BIG HERO 6 (PG)
Never underestimate the soothing power of a hug.
With one simple squish, you can provide comfort, encouragement or a simple how-do-you-do that transcends 1,000 well-chosen words.
Big Hero 6 is the cinematic equivalent of a warm hug, embracing the old-fashioned family values of the Walt Disney brand alongside cutting-edge computer technology that audiences now expect to dazzle their senses.
Directors Don Hall and Chris Williams marry dizzying action sequences that look even more spectacular in 3D to an emotionally rich story of a lonely boy’s unshakeable bond with his self-inflating robot protector, recalling the magical 1999 animated feature The Iron Giant.
The inquisitive automaton Baymax is the stuff that sweet celluloid dreams are made of: tender, loving and unwittingly hilarious.
Every child will want their own marshmallow man to snuggle at night and to keep them safe from the harsh realities of modern life that weigh heavily on the film’s grief-stricken adolescent hero.
“I see no evidence of physical injury,” informs the robot as he scans the boy’s body.
“It’s a different kind of hurt,” laments the teenager.
Fourteen-year-old Hiro Hamada (voiced by Ryan Potter) idolises his older brother Tadashi (Daniel Henney), who is a star pupil of Professor Robert Callaghan (James Cromwell), head of the robotics programme at San Fransokyo University.
A fire on campus culminates in tragedy and shell-shocked Hiro is inconsolable, until his brother’s greatest creation, a personal healthcare robot called Baymax (Scott Adsit), helps the teenager to confront his loss.
As the boy discovers Baymax’s functionality, he also stumbles upon a secret: the fire might not have been an accident. Indeed, a greedy entrepreneur called Alistair Krei (Alan Tudyk) might have started the blaze. Aided by Tadashi’s loyal friends GoGo (Jamie Chung), Wasabi (Damon Wayans jun), Honey Lemon (Genesis Rodriguez) and Fred (T.J. Miller), plus an upgraded Baymax, Hiro resolves to discover the truth about the deadly inferno.
Based on an obscure title from the Marvel Comics universe, Big Hero 6 is a rip-roaring opening salvo in a potential new franchise.
Directors Hall and Williams orchestrate the requisite thrilling set-pieces with brio, including an unconventional dash through the undulating streets of San Fransokyo that knowingly flouts traffic laws.
“There are no red lights in a car chase,” squeals GoGo.
The animators and script never lose sight of the central relationship of Hiro and Baymax, sketching that bond in exquisitely deft strokes.
Grown men will be choking back tears.
Big Hero 6 is preceded by Patrick Osborne’s Oscar-nominated short Feast, which charts the relationship between a Boston terrier and his master from puppyhood to middle age in a series of vignettes.
It’s the pick of the animated litter that leaves an indelible mark on the heart, just like Hall’s and Williams’s turbo-charged main feature.
KINGSMAN: THE SECRET SERVICE (15)
Directed at full pelt by Matthew Vaughn, Kingsman: The Secret Service is an outrageous James Bond-style caper with an unpleasant and sadistic streak.
This hare-brained tale about a secret organisation of impeccably tailored British agents dedicated to world peace lampoons the conventions of the spy genre with an arched eyebrow.
“Nowadays, they’re all a little serious for my taste,” opines Colin Firth’s lead operative about modern-day spy films, one of several self-referential winks in Jane Goldman and Vaughn’s script.

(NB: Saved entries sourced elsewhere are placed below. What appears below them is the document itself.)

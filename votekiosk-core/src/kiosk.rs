//! Kiosk controller
//!
//! [`Kiosk`] owns every device and all session state (current screen,
//! tally, button tracking, indicator timer). One call to [`Kiosk::tick`] is
//! one pass of the control loop. Each pass blocks for a bounded time and
//! runs its steps in a fixed order:
//!
//! 1. Tag poll (then a short settle delay if a UID was read)
//! 2. Button sample and press handling
//! 3. Tally overlay while a long press from the welcome screen is held
//!    (ends the pass early)
//! 4. Screen timers
//! 5. Ballot: potentiometer sample, arrow blink, redraw
//! 6. Indicator output
//! 7. Loop delay
//!
//! The delays in steps 1, 3 and 7 are the only suspension points.

use embedded_hal::delay::DelayNs;
use votekiosk_hal::Monotonic;

use crate::config::KioskConfig;
use crate::fault;
use crate::identity::IdentityMatcher;
use crate::input::{ButtonEdge, InputDebouncer, PressKind};
use crate::screens;
use crate::selection::Selection;
use crate::state::{Event, ScreenKind, UiState};
use crate::tally::Tally;
use crate::time::{after, deadline_reached, later};
use crate::traits::{AnalogInput, ButtonLine, Indicator, TagPresence, TagReader, TextDisplay};

/// One-time configuration failed; the kiosk cannot run
#[derive(Debug, Clone, Copy, PartialEq, Eq)]
#[cfg_attr(feature = "defmt", derive(defmt::Format))]
pub enum StartupError<DE, AE> {
    /// Display init or first clear failed
    Display(DE),
    /// Analog converter init failed
    Analog(AE),
}

/// The voting kiosk
pub struct Kiosk<D, A, T, I, B> {
    display: D,
    analog: A,
    tags: T,
    indicator: I,
    button: B,
    config: KioskConfig,
    matcher: IdentityMatcher<'static>,
    state: UiState,
    tally: Tally,
    debouncer: InputDebouncer,
    /// Screen showing when the current button press began
    press_origin: ScreenKind,
    /// Indicator stays lit until this tick
    indicator_until: Option<u32>,
}

impl<D, A, T, I, B> Kiosk<D, A, T, I, B>
where
    D: TextDisplay,
    A: AnalogInput,
    T: TagReader,
    I: Indicator,
    B: ButtonLine,
{
    /// Create a kiosk on the welcome screen with a zero tally
    ///
    /// Nothing is touched until [`Kiosk::start`].
    pub fn new(display: D, analog: A, tags: T, indicator: I, button: B, config: KioskConfig) -> Self {
        Self {
            display,
            analog,
            tags,
            indicator,
            button,
            matcher: IdentityMatcher::new(config.authorized),
            config,
            state: UiState::Welcome,
            tally: Tally::new(),
            debouncer: InputDebouncer::new(),
            press_origin: ScreenKind::Welcome,
            indicator_until: None,
        }
    }

    /// Configure the converter and display, then show the welcome screen
    ///
    /// An error here is fatal; see [`Kiosk::halt`].
    pub fn start<Dl: DelayNs>(
        &mut self,
        delay: &mut Dl,
    ) -> Result<(), StartupError<D::Error, A::Error>> {
        info!("Kiosk starting");
        self.indicator.set_on(false);

        if let Err(e) = self.analog.init() {
            error!("Analog converter init failed");
            return Err(StartupError::Analog(e));
        }
        if let Err(e) = self.display.init(delay).and_then(|()| self.display.clear()) {
            error!("Display init failed");
            return Err(StartupError::Display(e));
        }

        self.state = UiState::Welcome;
        self.draw();
        info!("Kiosk ready, {} authorized tags", self.matcher.len());
        Ok(())
    }

    /// Run one pass of the control loop
    pub fn tick<C: Monotonic, Dl: DelayNs>(&mut self, clock: &C, delay: &mut Dl) {
        let timing = self.config.timing;

        if self.poll_tag(clock) {
            delay.delay_ms(timing.tag_settle_ms);
        }

        let now = clock.now_ms();
        self.sample_button(now);

        if self.show_tally_overlay(now) {
            delay.delay_ms(timing.loop_period_ms);
            return;
        }

        self.expire_screen(now);
        self.update_ballot(now);
        self.drive_indicator(clock.now_ms());

        delay.delay_ms(timing.loop_period_ms);
    }

    /// Run the control loop forever
    pub fn run<C: Monotonic, Dl: DelayNs>(mut self, clock: &C, delay: &mut Dl) -> ! {
        loop {
            self.tick(clock, delay);
        }
    }

    /// Stop and blink the indicator forever
    ///
    /// Interrupts should already be disabled by the caller.
    pub fn halt<Dl: DelayNs>(mut self, delay: &mut Dl) -> ! {
        fault::halt_blinking(&mut self.indicator, delay)
    }

    /// Current UI state
    pub fn state(&self) -> &UiState {
        &self.state
    }

    /// Votes recorded this session
    pub fn tally(&self) -> &Tally {
        &self.tally
    }

    /// Active configuration
    pub fn config(&self) -> &KioskConfig {
        &self.config
    }

    /// The display driver
    pub fn display(&self) -> &D {
        &self.display
    }

    /// The indicator output
    pub fn indicator(&self) -> &I {
        &self.indicator
    }

    /// Poll the reader; returns true if a UID was read
    ///
    /// Every successful read extends the indicator window. Only the welcome
    /// screen reacts to the tag itself.
    fn poll_tag<C: Monotonic>(&mut self, clock: &C) -> bool {
        if self.tags.poll() != TagPresence::Present {
            return false;
        }
        let uid = match self.tags.read_uid() {
            Ok(uid) => uid,
            Err(e) => {
                debug!("Tag read failed: {}", e);
                return false;
            }
        };

        let now = clock.now_ms();
        let window = after(now, self.config.timing.indicator_min_on_ms);
        self.indicator_until = Some(match self.indicator_until {
            Some(until) => later(until, window),
            None => window,
        });

        if self.state.accepts_tags() {
            let event = if self.matcher.is_authorized(&uid) {
                info!("Tag {} accepted", uid);
                Event::TagAuthorized(uid)
            } else {
                info!("Tag {} rejected", uid);
                Event::TagRejected(uid)
            };
            self.enter(event, now);
        } else {
            debug!("Tag {} ignored on {} screen", uid, self.state.kind());
        }
        true
    }

    fn sample_button(&mut self, now: u32) {
        let pressed = self.button.is_pressed();
        match self.debouncer.sample(pressed, now) {
            Some(ButtonEdge::Pressed) => {
                self.press_origin = self.state.kind();
            }
            Some(ButtonEdge::Released { held_ms }) => {
                match PressKind::classify(held_ms, self.config.timing.long_press_ms) {
                    PressKind::Long => {
                        if self.press_origin == ScreenKind::Welcome {
                            let origin = self.press_origin;
                            self.enter(Event::LongPressReleased { origin }, now);
                        }
                    }
                    PressKind::Short => {
                        if let UiState::CasteVote { selection, .. } = self.state {
                            self.tally.record(selection);
                            info!(
                                "Vote cast for {}, now {}",
                                selection,
                                self.tally.count(selection)
                            );
                        }
                        self.enter(Event::ShortPress, now);
                    }
                }
            }
            None => {}
        }
    }

    /// Redraw the tally while a long press from the welcome screen is held
    fn show_tally_overlay(&mut self, now: u32) -> bool {
        let long_hold = match self.debouncer.held_ms(now) {
            Some(held) => {
                PressKind::classify(held, self.config.timing.long_press_ms) == PressKind::Long
            }
            None => false,
        };
        if !long_hold || self.press_origin != ScreenKind::Welcome {
            return false;
        }
        if screens::tally_overlay(&mut self.display, &self.tally).is_err() {
            warn!("Tally overlay render failed; frame may be partial");
        }
        true
    }

    fn expire_screen(&mut self, now: u32) {
        if !self.state.is_expired(now) {
            return;
        }
        let event = if self.state.kind() == ScreenKind::Verified {
            Event::VotingOpened(self.sample_selection())
        } else {
            Event::ScreenExpired
        };
        self.enter(event, now);
    }

    fn update_ballot(&mut self, now: u32) {
        if self.state.kind() != ScreenKind::CasteVote {
            return;
        }
        let timing = self.config.timing;
        let sampled = self.sample_selection();
        self.state = self
            .state
            .transition(Event::SelectionSampled(sampled), now, &timing);
        if self.state.blink_due(now) {
            self.state = self.state.transition(Event::BlinkElapsed, now, &timing);
        }
        self.draw();
    }

    fn drive_indicator(&mut self, now: u32) {
        let on = match self.indicator_until {
            Some(until) => !deadline_reached(now, until),
            None => false,
        };
        self.indicator.set_on(on);
    }

    fn sample_selection(&mut self) -> Selection {
        let raw = self.analog.read_raw();
        self.config.thresholds.select(raw)
    }

    /// Apply an event and draw the resulting screen
    fn enter(&mut self, event: Event, now: u32) {
        let next = self.state.transition(event, now, &self.config.timing);
        if next.kind() != self.state.kind() {
            debug!("{} -> {}", self.state.kind(), next.kind());
        }
        self.state = next;
        self.draw();
    }

    fn draw(&mut self) {
        if screens::render(&mut self.display, &self.state).is_err() {
            warn!(
                "Render of {} screen failed; frame may be partial",
                self.state.kind()
            );
        }
    }
}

“Give me a farfetched plot any day,” he quips, and that’s just what Kingsman delivers in spades.
Unfortunately, the film also serves up a blitzkrieg of gratuitous onscreen barbarity. The violence doesn’t support the plot; the plot is constructed to support as much wanton carnage as Vaughn can cram into each frame.
This stomach-churning slaughter reaches a crescendo in a Southern church where Firth’s good guy squares off against a congregation of brainwashed bigots, racists and homophobes, who apparently deserve to die in lurid close-up while Lynyrd Skynyrd’s Free Bird strums on the soundtrack.

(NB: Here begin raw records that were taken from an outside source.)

//! Configuration types
//!
//! All configuration is fixed at build time. [`KioskConfig::DEFAULT`] holds
//! the reference values; a board crate can build its own constant from the
//! same pieces.

pub mod hardware;
pub mod timing;

pub use hardware::*;
pub use timing::Timing;

use crate::identity::Uid;
use crate::selection::Thresholds;

/// Tags allowed to vote in the reference configuration
pub const AUTHORIZED_UIDS: &[Uid] = &[
    Uid::new([0x73, 0x91, 0xB1, 0x28, 0x7B]),
    Uid::new([0x96, 0x7C, 0x41, 0x1E, 0xB5]),
];

/// Complete kiosk configuration
#[derive(Debug, Clone, Copy, PartialEq, Eq)]
#[cfg_attr(feature = "defmt", derive(defmt::Format))]
pub struct KioskConfig {
    /// Tags that may cast a vote
    pub authorized: &'static [Uid],
    /// Potentiometer band boundaries
    pub thresholds: Thresholds,
    /// Loop pacing and screen timers
    pub timing: Timing,
}

impl KioskConfig {
    /// Reference configuration
    pub const DEFAULT: Self = Self {
        authorized: AUTHORIZED_UIDS,
        thresholds: Thresholds::THIRDS,
        timing: Timing::DEFAULT,
    };
}

impl Default for KioskConfig {
    fn default() -> Self {
        Self::DEFAULT
    }
}

#[cfg(test)]
mod tests {
    use super::*;

    #[test]
    fn test_default_matches_reference() {
        let config = KioskConfig::default();
        assert_eq!(config.authorized.len(), 2);
        assert_eq!(config.thresholds.low(), 1365);
        assert_eq!(config.thresholds.high(), 2730);
        assert_eq!(config.timing.screen_hold_ms, 3000);
    }
}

Kingsman: The Secret Service leaves an exceedingly nasty taste in the mouth that is difficult to shake, garnished with crude sexism in the closing frames.
Firth is a debonair action hero, contrasting sharply with Taron Egerton’s bad boy from the wrong side of the tracks. Samuel L. Jackson has fun with his lisping megalomaniac, who gags at the sight of blood.
If we did the same watching Vaughn’s undeniably stylish film, we’d all need urgent medical assistance inside the first 20 minutes.